Dazu dieser hinreissende St. Laurent aus dem Kamptal - zum Niederknien! Welch eine wundervolle, runde und zutiefst befriedigende kulinarische Komposition!

Der Nachtisch schließt dieses konservative und dennoch zeitgemäße Menü würdig ab: Lauwarmer Schokokuchen mit Zitronenparfait und karamelisierten Zitronenscheiben.

Letztere schießen den Vogel ab: Hervorragend! Das Parfait ist eine gute, aber doch die schwächste Komponente dieses sehr gelungenen Desserts und kommt eher wie ein angefrorener Pudding daher - der Schokokuchen ist herrlich kakaolastig und bittersüß.

Ein gelungener Espresso für mich (2,10 EUR - alles über 2 EUR ist nicht Ok) und ein Glas Moscato (4,50 EUR - wie ein Bad in spritzigem Holundersirup! Wow!) für Madame als Abschluß und die Rechnung über 165 EUR plus Trinkgeld wird ohne weitere Kritik in diese Höhe akzeptiert. Gemessen an der Qualität der verwendeten Lebensmittel und dem sehr kompetenten Umgang von Küchenchef Christian Banken, Sous-Chef Sascha Weiß und dem gesamten Team in der Küche mit selbigen, braucht sich das Restaurant Gänsbauer in Regensburg auch preislich vor niemandem verstecken.

Fazit: Der stets sehr freundliche, aber bisweilen unkoordiniert wirkende Service hat sich über den Abend deutlich gesteigert. Das versöhnt mit der anfänglich inakzeptablen Bummligkeit. Die Küche verdient sich eine Note 1. Hier stehen die erstklassigen Lebensmittel in Bio-Qualität im Vordergrund - deren natürlichen Aromen eine Bühne zu bieten, scheint der Anspruch - diesem wird man vollumfänglich gerecht.

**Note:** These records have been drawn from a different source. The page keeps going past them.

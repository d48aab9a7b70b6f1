//! Export artifact model.
//!
//! An artifact is the ephemeral byte payload handed to the browser's save
//! flow: snippet text plus a derived filename and MIME type. Nothing is
//! retained after the download is offered.

/// MIME type used for every exported snippet.
pub const TEXT_PLAIN: &str = "text/plain";

/// A downloadable snippet: filename, MIME type, and UTF-8 content.
#[derive(Debug, Clone, PartialEq, Eq)]
pub struct ExportArtifact {
    pub filename: String,
    pub mime: &'static str,
    pub content: String,
}

impl ExportArtifact {
    /// Plain-text artifact with the given filename and content.
    pub fn text(filename: String, content: String) -> Self {
        Self {
            filename,
            mime: TEXT_PLAIN,
            content,
        }
    }
}
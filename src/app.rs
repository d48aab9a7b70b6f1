//! Root application component.
//!
//! Wraps the router in an ErrorBoundary so a rendering failure anywhere in
//! the tree degrades to a reload prompt instead of a blank page. There is
//! deliberately no app-wide state context: playground selections are owned
//! by their playground components and passed down with callbacks.

use leptos::prelude::*;

use crate::components::AppRouter;

/// Root application component with error boundary.
#[component]
pub fn App() -> impl IntoView {
    view! {
        <ErrorBoundary
            fallback=|errors| view! {
                <div style="
                    display: flex;
                    flex-direction: column;
                    align-items: center;
                    justify-content: center;
                    height: 100vh;
                    padding: 2rem;
                    background: #0f172a;
                    color: #e2e8f0;
                    font-family: system-ui, sans-serif;
                ">
                    <div style="max-width: 600px; text-align: center;">
                        <h1 style="color: #f87171; margin-bottom: 1rem;">
                            "Something went wrong"
                        </h1>
                        <p style="color: #94a3b8; margin-bottom: 2rem;">
                            "An unexpected error occurred. Please try reloading the page."
                        </p>
                        <details style="
                            text-align: left;
                            background: #1e293b;
                            padding: 1rem;
                            border-radius: 8px;
                            margin-bottom: 1rem;
                        ">
                            <summary style="cursor: pointer; color: #64748b;">
                                "Error details"
                            </summary>
                            <ul style="
                                margin: 1rem 0 0 0;
                                padding-left: 1.5rem;
                                color: #f87171;
                                font-size: 0.9rem;
                            ">
                                {move || errors.get()
                                    .into_iter()
                                    .map(|(_, e)| view! { <li>{e.to_string()}</li> })
                                    .collect::<Vec<_>>()
                                }
                            </ul>
                        </details>
                        <button
                            on:click=move |_| {
                                if let Some(window) = web_sys::window() {
                                    let _ = window.location().reload();
                                }
                            }
                            style="
                                background: #0ea5e9;
                                color: white;
                                border: none;
                                padding: 0.75rem 2rem;
                                border-radius: 8px;
                                cursor: pointer;
                                font-size: 1rem;
                            "
                        >
                            "Reload Page"
                        </button>
                    </div>
                </div>
            }
        >
            <AppRouter />
        </ErrorBoundary>
    }
}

Unterm Strich geben Madame und ich auf einer Schulnotenskala von 1 bis 6 eine 2- für diesen Abend und wir empfehlen unseren anspruchsvollen Leserinnen und Lesern - in der Hoffnung, dass der Service zum Start in den Abend einen einmaligen Ausrutscher aufs Parkett gelegt hat, einen Besuch.


1 Kommentar:

  1. Auf die eine oder andere Weise schafft der Gänsbauer es immer aus dem Abend eine Katastrophe zu machen. Entweder mit orientierungslosem Service oder mit mißlungenem Essen. Ich verstehe das irgendwie nicht; es gibt Restaurants da ist klar daß Hopfen und Malz verloren sind und dann ist das ganze irgendwie konsistent. Hier dagegen sind zwar ganz offensichtlich gute Ansätze und auch ein gewisses Potential vorhanden, und trotzdem hatte es, wie sich zeigt, zumindest in den letzten 25 Jahren kein Pächter im Kreuz aus dem Laden so richtig was zu machen. Also ein Restaurant das einfach rundum funktioniert. Auf welche Weise und auf welchem Niveau auch immer. Schade um die schöne Location. Aber gut, dieses Schicksal teilt das Gebäude schmerzlich mit den Räumlichkeiten in denen sich beispielsweise das sogenannte Restaurant Heuport befindet.